P&D  cable connector

P&D (EVC) connector (Digital version)

P&D can connect to DVI-D, DVI-I, DVI-A, DFP and VGA, depending on which version you have.



DFP (MDR-20)

The contacts are completely different in a DFP cable, they are on a center "tongue" like a "Centronics" printer cable.The "D" shape of the connector is more pronounced. The connector is 11/16" at its widest point.

DFP cable connector

DFP will connect to DVI-I, DVI-D or P&D



About DVI: DVI is the new interface for Digital flat panel LCD monitors and video cards. There are a number of versions of DVI, including DVI-I (analog & Digital together) , DVI-D (only the Digital signal) and DVI-A (only the Analog signal) . Why was DVI created? Wasn't DFP enough? Well here's the history. The P&D or Plug and Display standard, which was ratified by the Video Electronics Standards Association in 1997, tried throwing everything into one connector including Digital and analog interfaces, USB and FireWire, all on one connector. This was very expensive and considered more than was necessary especially for monitor and video card manufacturers. DFP on the other hand eliminated all this excess and has only a Digital interface for Flat panal displays. The reason DFP isn't still being used is its maximum supported resolution is "SXGA", or 1280 x 1024 pixels. This will not be enough for a future filled with HDTV, which has a resolution of 1920 x 1080 pixels.

Dell has an excellent DVI technolgy brief.

Tech TV has a few pages on Flat panal Monitor Standards.

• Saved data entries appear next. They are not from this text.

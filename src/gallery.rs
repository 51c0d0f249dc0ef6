//! Gallery index: the rendered media list of one album and adjacency lookups over it.
//!
//! Positions are dense and 0-based, assigned in server order every time the
//! contents are loaded. They double as the index, so a position is only
//! meaningful for the index that produced it.

use chrono::{DateTime, Utc};

use crate::api::{content_locator, thumbnail_locator, ContentData};

/// What kind of viewer element a media item needs.
#[derive(Debug, Clone, Copy, PartialEq, Eq)]
pub enum MediaKind {
    Image,
    Video,
}

impl MediaKind {
    /// Classify a MIME type; anything other than `image/*` or `video/*` is not rendered.
    pub fn from_content_type(content_type: &str) -> Option<Self> {
        if content_type.starts_with("image") {
            Some(MediaKind::Image)
        } else if content_type.starts_with("video") {
            Some(MediaKind::Video)
        } else {
            None
        }
    }

    pub fn label(&self) -> &'static str {
        match self {
            MediaKind::Image => "image",
            MediaKind::Video => "video",
        }
    }
}

/// Direction of a neighbour lookup.
#[derive(Debug, Clone, Copy, PartialEq, Eq)]
pub enum Direction {
    Previous,
    Next,
}

/// One rendered gallery entry.
#[derive(Debug, Clone, PartialEq)]
pub struct MediaItem {
    pub position: usize,
    pub kind: MediaKind,
    /// Locator of the full-resolution asset.
    pub source: String,
    pub thumbnail: String,
    pub natural_width: f64,
    pub natural_height: f64,
    pub alt: Option<String>,
    pub caption: Option<String>,
    pub content_type: String,
    pub added: Option<DateTime<Utc>>,
}

impl MediaItem {
    /// Alt text for display, empty when unset.
    pub fn alt_text(&self) -> &str {
        self.alt.as_deref().unwrap_or_default()
    }

    pub fn caption_text(&self) -> &str {
        self.caption.as_deref().unwrap_or_default()
    }
}

/// The currently rendered media list of one album.
#[derive(Debug, Clone, Default)]
pub struct GalleryIndex {
    album_id: Option<String>,
    items: Vec<MediaItem>,
}

impl GalleryIndex {
    /// Build from items that already carry their positions.
    /// Positions are reassigned densely in the given order.
    pub fn new(album_id: Option<String>, items: Vec<MediaItem>) -> Self {
        let items = items
            .into_iter()
            .enumerate()
            .map(|(position, mut item)| {
                item.position = position;
                item
            })
            .collect();
        Self { album_id, items }
    }

    /// Build from an album contents response, skipping content types the lightbox can't show.
    pub fn from_contents(album_id: &str, contents: Vec<ContentData>) -> Self {
        let mut items = Vec::with_capacity(contents.len());

        for content in contents {
            let Some(kind) = MediaKind::from_content_type(&content.content_type) else {
                tracing::debug!(src = %content.src, content_type = %content.content_type, "Skipping unsupported content");
                continue;
            };
            items.push(MediaItem {
                position: items.len(),
                kind,
                source: content_locator(album_id, &content.src),
                thumbnail: thumbnail_locator(album_id, &content.src),
                natural_width: content.width,
                natural_height: content.height,
                alt: content.alt,
                caption: content.text,
                content_type: content.content_type,
                added: content.timestamp,
            });
        }

        Self {
            album_id: Some(album_id.to_string()),
            items,
        }
    }

    pub fn album_id(&self) -> Option<&str> {
        self.album_id.as_deref()
    }

    /// True iff a rendered item holds exactly this position.
    pub fn exists(&self, position: usize) -> bool {
        position < self.items.len()
    }

    /// The adjacent position in `direction`, if that item exists.
    pub fn neighbor(&self, position: usize, direction: Direction) -> Option<usize> {
        let candidate = match direction {
            Direction::Previous => position.checked_sub(1)?,
            Direction::Next => position.checked_add(1)?,
        };
        self.exists(candidate).then_some(candidate)
    }

    pub fn get(&self, position: usize) -> Option<&MediaItem> {
        self.items.get(position)
    }

    /// Position of the item whose asset lives at `source`.
    pub fn position_of(&self, source: &str) -> Option<usize> {
        self.items.iter().position(|item| item.source == source)
    }

    pub fn len(&self) -> usize {
        self.items.len()
    }

    pub fn is_empty(&self) -> bool {
        self.items.is_empty()
    }

    pub fn iter(&self) -> impl Iterator<Item = &MediaItem> {
        self.items.iter()
    }
}

#[cfg(test)]
mod tests {
    use super::*;

    fn content(src: &str, content_type: &str) -> ContentData {
        ContentData {
            content_type: content_type.to_string(),
            src: src.to_string(),
            alt: None,
            text: None,
            width: 800.0,
            height: 600.0,
            timestamp: None,
        }
    }

    fn index_of(n: usize) -> GalleryIndex {
        let contents = (0..n)
            .map(|i| content(&format!("{}.jpg", i), "image/jpeg"))
            .collect();
        GalleryIndex::from_contents("album", contents)
    }

    #[test]
    fn test_exists_matches_rendered_range() {
        for n in [0, 1, 2, 7] {
            let index = index_of(n);
            for p in 0..n + 3 {
                assert_eq!(index.exists(p), p < n, "n={} p={}", n, p);
            }
        }
    }

    #[test]
    fn test_neighbors() {
        let index = index_of(4);
        assert_eq!(index.neighbor(0, Direction::Previous), None);
        assert_eq!(index.neighbor(1, Direction::Previous), Some(0));
        assert_eq!(index.neighbor(2, Direction::Next), Some(3));
        assert_eq!(index.neighbor(3, Direction::Next), None);
        assert_eq!(index.neighbor(usize::MAX, Direction::Next), None);
        assert_eq!(index.neighbor(10, Direction::Previous), None);
    }

    #[test]
    fn test_single_item_has_no_neighbors() {
        let index = index_of(1);
        assert_eq!(index.neighbor(0, Direction::Previous), None);
        assert_eq!(index.neighbor(0, Direction::Next), None);
    }

    #[test]
    fn test_from_contents_assigns_dense_positions_and_kinds() {
        let contents = vec![
            content("a.jpg", "image/jpeg"),
            content("notes.txt", "text/plain"),
            content("b.mp4", "video/mp4"),
            content("c.png", "image/png"),
        ];
        let index = GalleryIndex::from_contents("summer", contents);

        assert_eq!(index.len(), 3);
        let positions: Vec<usize> = index.iter().map(|i| i.position).collect();
        assert_eq!(positions, vec![0, 1, 2]);
        assert_eq!(index.get(1).unwrap().kind, MediaKind::Video);
        assert_eq!(index.get(1).unwrap().source, "albums/summer/contents/b.mp4");
        assert_eq!(
            index.get(2).unwrap().thumbnail,
            "albums/summer/contents/thumbnails/c.png"
        );
        assert_eq!(index.position_of("albums/summer/contents/c.png"), Some(2));
        assert_eq!(index.album_id(), Some("summer"));
    }

    #[test]
    fn test_rebuild_reassigns_positions() {
        let first = GalleryIndex::from_contents(
            "a",
            vec![content("x.jpg", "image/jpeg"), content("y.jpg", "image/jpeg")],
        );
        assert_eq!(first.position_of("albums/a/contents/y.jpg"), Some(1));

        // x.jpg deleted server-side: y.jpg now sits at position 0
        let second = GalleryIndex::from_contents("a", vec![content("y.jpg", "image/jpeg")]);
        assert_eq!(second.position_of("albums/a/contents/y.jpg"), Some(0));
        assert!(!second.exists(1));
    }

    #[test]
    fn test_new_renumbers_items() {
        let mut items: Vec<MediaItem> = index_of(3).iter().cloned().collect();
        items.remove(0);
        let index = GalleryIndex::new(None, items);
        assert_eq!(index.get(0).unwrap().source, "albums/album/contents/1.jpg");
        assert_eq!(index.get(1).unwrap().position, 1);
    }
}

Important: In DVI like anything else, Analog only talks to analog, and digital only talks to digital. Don't try using a DFP or DVI-D (Digital only) monitor through an adapter to a VGA (analog) viddeo card, it will not work! While converters are possible, nobody has any on the market. The problems with making a cost effective "Generic" analog/digital converter which would support a very wide range of monitors and video cards is apparantly too great.